--- Work required ---
Pick out all lines in the listing holding the string "TranslatorConfig" and copy them.
++++++
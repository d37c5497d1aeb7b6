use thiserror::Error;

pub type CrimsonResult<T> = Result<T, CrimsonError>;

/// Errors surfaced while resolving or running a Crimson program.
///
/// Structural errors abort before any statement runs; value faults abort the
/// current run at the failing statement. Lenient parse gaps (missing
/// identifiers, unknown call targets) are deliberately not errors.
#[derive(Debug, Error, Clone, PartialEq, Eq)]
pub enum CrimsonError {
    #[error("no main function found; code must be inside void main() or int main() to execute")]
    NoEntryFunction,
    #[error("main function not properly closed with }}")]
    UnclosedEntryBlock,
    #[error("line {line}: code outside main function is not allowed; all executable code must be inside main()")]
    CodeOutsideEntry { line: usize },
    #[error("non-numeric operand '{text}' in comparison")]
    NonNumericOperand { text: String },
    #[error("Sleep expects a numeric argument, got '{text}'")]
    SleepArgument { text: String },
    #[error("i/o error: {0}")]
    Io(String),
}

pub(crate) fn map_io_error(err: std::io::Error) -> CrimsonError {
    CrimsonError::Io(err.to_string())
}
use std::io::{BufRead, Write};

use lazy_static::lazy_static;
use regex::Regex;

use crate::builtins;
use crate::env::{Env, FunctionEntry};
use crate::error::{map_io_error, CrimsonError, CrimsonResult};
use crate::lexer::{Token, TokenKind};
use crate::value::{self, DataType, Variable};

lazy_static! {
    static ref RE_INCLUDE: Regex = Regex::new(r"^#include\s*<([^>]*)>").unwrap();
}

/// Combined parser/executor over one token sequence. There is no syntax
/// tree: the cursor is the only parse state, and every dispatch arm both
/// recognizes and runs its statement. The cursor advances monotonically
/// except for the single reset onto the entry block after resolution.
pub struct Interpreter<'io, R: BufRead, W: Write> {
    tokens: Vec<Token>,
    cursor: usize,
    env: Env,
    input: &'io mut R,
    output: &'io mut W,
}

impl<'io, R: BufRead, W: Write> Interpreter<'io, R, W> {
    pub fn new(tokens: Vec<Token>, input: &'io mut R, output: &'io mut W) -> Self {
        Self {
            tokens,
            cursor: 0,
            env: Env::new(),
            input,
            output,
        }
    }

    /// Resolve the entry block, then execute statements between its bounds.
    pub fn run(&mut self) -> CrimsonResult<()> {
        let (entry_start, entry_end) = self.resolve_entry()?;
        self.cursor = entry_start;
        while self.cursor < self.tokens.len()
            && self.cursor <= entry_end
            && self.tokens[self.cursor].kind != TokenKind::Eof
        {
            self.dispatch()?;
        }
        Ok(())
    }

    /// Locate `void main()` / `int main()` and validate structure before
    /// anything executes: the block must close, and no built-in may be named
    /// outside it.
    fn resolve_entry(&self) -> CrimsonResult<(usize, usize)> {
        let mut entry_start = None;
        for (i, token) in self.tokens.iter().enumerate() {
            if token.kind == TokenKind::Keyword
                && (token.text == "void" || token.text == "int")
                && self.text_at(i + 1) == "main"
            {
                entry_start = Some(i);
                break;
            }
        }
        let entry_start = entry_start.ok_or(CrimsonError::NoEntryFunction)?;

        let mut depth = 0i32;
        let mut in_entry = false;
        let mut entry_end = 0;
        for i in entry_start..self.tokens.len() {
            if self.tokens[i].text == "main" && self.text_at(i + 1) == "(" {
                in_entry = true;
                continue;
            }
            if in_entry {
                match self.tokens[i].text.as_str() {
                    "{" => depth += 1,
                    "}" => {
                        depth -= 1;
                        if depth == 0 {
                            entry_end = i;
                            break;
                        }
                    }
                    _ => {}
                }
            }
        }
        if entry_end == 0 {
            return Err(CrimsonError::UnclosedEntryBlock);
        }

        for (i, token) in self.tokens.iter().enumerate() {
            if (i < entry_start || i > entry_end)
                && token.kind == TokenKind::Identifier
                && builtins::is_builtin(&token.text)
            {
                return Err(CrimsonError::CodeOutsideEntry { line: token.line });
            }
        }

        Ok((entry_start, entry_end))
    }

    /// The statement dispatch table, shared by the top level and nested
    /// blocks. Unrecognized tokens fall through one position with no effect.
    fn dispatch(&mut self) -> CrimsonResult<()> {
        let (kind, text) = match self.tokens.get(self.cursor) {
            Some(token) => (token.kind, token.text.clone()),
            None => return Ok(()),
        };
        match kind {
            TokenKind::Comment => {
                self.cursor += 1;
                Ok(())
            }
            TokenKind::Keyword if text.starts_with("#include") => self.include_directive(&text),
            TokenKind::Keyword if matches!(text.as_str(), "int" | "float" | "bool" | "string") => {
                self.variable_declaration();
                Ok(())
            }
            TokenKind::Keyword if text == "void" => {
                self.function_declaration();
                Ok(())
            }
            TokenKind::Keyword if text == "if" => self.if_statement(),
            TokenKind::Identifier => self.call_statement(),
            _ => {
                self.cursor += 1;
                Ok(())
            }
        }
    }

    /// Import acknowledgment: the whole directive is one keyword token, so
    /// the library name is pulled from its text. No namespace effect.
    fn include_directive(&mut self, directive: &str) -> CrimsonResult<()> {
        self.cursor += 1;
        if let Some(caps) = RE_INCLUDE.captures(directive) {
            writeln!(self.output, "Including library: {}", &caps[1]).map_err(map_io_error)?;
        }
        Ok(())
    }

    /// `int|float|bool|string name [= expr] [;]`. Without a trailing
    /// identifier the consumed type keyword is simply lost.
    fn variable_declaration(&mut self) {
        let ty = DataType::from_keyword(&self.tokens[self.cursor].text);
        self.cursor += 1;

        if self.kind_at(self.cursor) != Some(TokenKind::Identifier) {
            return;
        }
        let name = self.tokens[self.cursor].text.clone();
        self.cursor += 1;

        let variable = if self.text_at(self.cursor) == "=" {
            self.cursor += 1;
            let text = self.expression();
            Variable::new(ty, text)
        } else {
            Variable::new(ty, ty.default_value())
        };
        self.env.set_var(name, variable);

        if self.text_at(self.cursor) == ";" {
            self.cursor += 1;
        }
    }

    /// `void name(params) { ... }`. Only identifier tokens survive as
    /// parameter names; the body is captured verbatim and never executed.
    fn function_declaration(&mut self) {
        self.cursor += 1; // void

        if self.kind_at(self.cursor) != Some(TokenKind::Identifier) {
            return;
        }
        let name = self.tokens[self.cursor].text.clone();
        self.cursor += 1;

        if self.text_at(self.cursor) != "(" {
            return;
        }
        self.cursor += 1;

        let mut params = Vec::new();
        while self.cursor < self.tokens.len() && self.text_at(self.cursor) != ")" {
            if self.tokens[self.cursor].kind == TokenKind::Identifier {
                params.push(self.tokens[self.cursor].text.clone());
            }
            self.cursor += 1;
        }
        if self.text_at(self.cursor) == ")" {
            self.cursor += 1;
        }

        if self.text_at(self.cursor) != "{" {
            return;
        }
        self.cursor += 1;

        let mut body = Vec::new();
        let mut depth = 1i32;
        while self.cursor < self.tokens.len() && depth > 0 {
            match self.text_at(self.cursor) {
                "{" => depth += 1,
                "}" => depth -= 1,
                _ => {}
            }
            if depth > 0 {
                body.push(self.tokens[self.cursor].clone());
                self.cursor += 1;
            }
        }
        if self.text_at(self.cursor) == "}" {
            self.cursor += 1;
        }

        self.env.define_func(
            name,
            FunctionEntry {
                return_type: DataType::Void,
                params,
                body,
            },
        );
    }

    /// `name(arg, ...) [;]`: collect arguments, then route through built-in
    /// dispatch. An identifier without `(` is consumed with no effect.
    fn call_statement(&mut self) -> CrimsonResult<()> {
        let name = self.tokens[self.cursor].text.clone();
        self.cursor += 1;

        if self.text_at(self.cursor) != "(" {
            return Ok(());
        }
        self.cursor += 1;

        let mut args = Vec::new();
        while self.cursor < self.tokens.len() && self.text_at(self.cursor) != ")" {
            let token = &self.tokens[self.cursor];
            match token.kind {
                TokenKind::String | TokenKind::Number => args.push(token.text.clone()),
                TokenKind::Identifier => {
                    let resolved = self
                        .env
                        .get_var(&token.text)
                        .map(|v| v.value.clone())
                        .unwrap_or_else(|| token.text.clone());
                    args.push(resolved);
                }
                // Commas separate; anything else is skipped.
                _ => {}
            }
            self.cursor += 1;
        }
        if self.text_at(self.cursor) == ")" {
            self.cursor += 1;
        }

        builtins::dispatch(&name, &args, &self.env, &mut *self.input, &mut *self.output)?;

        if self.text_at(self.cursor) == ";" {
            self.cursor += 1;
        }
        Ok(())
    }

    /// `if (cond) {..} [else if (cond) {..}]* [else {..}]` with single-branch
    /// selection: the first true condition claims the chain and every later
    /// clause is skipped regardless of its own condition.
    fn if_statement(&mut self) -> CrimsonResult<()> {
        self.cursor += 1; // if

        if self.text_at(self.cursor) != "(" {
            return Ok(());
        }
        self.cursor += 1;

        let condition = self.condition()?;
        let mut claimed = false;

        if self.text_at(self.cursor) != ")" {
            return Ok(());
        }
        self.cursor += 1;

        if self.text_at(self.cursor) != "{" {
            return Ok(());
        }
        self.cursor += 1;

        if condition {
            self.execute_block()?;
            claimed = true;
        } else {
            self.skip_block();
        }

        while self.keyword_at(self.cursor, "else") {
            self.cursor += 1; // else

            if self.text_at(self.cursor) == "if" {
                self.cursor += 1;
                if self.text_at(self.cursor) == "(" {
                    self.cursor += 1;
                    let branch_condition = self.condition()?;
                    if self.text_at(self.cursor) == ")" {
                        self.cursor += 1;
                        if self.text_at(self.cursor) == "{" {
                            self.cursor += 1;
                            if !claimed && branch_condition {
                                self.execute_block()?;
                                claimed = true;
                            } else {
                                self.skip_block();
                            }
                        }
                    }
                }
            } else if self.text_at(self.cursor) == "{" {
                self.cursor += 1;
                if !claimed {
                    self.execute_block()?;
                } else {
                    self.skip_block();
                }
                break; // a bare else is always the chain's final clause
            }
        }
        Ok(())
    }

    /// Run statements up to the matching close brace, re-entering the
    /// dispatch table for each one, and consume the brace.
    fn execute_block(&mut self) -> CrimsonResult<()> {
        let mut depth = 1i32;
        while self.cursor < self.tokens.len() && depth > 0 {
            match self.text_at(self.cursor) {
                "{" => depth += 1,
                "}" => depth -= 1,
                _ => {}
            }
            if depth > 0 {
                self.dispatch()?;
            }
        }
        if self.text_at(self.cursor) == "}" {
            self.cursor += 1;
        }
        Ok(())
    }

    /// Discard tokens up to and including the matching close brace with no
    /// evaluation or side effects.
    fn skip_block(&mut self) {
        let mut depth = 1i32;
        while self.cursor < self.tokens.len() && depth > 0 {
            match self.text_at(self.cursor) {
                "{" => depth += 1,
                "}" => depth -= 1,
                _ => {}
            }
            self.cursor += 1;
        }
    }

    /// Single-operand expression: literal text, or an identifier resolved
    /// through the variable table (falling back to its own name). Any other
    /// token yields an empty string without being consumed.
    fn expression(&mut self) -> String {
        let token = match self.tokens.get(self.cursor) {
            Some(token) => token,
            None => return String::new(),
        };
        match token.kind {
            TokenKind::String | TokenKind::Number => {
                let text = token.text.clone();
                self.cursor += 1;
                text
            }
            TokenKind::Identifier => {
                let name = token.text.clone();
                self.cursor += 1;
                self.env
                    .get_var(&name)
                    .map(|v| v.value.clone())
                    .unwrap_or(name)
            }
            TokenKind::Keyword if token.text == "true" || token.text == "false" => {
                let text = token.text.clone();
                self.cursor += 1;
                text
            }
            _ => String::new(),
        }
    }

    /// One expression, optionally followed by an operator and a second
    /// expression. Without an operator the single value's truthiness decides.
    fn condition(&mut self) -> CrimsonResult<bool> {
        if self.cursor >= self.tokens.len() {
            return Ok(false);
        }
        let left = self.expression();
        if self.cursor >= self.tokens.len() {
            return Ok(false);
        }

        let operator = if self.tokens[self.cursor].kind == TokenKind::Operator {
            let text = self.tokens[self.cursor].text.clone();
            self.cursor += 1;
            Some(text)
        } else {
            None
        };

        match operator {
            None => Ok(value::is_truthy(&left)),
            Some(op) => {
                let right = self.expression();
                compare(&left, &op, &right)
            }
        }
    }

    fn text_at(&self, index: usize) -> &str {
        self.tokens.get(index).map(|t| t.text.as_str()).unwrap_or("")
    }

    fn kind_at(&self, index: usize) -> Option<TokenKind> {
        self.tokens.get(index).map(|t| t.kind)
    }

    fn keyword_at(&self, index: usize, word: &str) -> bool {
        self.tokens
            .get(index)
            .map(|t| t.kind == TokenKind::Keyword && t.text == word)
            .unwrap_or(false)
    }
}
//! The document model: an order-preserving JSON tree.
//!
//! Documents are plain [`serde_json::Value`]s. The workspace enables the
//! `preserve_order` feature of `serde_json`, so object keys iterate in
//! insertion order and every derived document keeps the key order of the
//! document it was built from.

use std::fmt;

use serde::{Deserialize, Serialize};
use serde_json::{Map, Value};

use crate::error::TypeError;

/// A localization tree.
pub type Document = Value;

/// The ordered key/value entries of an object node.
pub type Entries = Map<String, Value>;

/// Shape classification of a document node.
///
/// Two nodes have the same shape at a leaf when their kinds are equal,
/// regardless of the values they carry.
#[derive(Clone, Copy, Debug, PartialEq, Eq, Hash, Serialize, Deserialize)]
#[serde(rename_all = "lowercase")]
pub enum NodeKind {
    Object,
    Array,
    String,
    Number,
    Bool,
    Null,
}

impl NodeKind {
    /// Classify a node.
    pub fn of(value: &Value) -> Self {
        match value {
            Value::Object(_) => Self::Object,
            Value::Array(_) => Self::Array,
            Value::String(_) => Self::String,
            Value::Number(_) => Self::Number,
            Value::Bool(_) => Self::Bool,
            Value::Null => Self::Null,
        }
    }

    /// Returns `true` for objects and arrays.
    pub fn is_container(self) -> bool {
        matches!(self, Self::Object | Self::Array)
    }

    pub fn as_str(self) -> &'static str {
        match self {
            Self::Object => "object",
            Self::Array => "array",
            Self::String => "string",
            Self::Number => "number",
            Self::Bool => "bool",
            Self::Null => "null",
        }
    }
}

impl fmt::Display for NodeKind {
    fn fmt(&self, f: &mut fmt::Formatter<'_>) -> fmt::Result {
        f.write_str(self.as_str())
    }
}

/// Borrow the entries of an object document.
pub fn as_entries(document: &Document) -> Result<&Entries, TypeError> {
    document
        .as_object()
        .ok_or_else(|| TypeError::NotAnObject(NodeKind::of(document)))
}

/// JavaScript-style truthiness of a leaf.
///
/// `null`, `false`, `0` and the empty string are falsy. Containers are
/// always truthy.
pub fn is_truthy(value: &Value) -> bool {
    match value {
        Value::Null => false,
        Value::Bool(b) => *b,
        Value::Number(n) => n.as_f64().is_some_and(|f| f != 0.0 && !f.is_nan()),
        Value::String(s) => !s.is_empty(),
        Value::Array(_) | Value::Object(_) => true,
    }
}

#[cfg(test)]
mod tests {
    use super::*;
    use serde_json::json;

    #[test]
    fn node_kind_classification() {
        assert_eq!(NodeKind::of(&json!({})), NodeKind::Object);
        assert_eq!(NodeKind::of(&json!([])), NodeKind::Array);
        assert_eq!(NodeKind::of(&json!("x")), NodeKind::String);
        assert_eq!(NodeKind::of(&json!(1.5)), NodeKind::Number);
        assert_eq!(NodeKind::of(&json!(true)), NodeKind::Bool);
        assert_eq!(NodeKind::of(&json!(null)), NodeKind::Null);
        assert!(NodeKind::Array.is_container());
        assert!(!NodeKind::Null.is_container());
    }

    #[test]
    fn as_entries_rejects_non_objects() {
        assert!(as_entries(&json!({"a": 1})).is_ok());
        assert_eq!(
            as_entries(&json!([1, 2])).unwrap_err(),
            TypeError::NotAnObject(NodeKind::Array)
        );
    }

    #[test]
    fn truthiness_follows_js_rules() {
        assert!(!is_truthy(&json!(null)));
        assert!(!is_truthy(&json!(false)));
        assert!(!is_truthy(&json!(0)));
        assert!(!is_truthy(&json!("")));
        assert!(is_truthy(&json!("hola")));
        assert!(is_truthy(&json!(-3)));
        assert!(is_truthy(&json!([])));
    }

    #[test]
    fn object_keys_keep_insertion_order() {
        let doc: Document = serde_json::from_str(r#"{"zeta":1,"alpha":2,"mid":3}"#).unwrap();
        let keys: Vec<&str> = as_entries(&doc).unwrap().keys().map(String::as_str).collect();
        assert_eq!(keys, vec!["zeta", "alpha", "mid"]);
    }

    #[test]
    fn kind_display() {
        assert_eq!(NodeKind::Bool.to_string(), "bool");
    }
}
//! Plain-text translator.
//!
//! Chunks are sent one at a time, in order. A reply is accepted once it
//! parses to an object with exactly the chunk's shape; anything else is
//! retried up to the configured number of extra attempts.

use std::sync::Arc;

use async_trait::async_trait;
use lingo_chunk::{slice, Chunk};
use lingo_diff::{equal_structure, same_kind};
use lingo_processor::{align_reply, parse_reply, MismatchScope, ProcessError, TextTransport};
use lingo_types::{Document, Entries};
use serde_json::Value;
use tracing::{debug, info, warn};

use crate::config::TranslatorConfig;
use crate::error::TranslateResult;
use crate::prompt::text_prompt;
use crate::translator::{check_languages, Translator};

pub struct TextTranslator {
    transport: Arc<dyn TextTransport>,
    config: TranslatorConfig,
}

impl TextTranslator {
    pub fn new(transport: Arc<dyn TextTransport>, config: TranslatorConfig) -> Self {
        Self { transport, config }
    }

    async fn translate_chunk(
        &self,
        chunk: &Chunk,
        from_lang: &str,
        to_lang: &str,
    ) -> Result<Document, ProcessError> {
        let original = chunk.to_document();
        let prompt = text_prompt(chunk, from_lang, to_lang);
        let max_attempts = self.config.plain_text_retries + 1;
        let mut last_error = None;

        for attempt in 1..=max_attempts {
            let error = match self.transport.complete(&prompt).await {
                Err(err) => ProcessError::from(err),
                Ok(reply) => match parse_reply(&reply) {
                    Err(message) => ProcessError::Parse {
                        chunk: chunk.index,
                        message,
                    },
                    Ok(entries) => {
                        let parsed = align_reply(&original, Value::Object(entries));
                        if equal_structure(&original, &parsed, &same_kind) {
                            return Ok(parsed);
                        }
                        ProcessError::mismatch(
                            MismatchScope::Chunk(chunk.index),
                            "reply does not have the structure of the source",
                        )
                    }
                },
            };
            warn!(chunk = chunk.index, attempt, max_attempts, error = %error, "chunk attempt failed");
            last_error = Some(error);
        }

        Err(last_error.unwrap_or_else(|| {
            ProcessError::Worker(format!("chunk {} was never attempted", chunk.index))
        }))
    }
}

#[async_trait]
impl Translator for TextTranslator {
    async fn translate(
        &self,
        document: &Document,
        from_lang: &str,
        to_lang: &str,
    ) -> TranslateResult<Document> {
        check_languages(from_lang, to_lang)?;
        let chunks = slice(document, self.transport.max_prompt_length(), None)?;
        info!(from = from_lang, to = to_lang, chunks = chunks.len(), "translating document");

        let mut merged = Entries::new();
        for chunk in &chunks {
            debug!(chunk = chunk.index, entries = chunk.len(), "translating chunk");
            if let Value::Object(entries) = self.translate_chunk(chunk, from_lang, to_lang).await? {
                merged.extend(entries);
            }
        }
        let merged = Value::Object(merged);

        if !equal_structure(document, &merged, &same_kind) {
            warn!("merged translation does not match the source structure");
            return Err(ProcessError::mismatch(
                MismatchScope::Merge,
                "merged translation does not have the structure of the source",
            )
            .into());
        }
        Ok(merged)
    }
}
++++++
--- Reply to the task ---
use crate::config::TranslatorConfig;
    config: TranslatorConfig,
    pub fn new(transport: Arc<dyn TextTransport>, config: TranslatorConfig) -> Self {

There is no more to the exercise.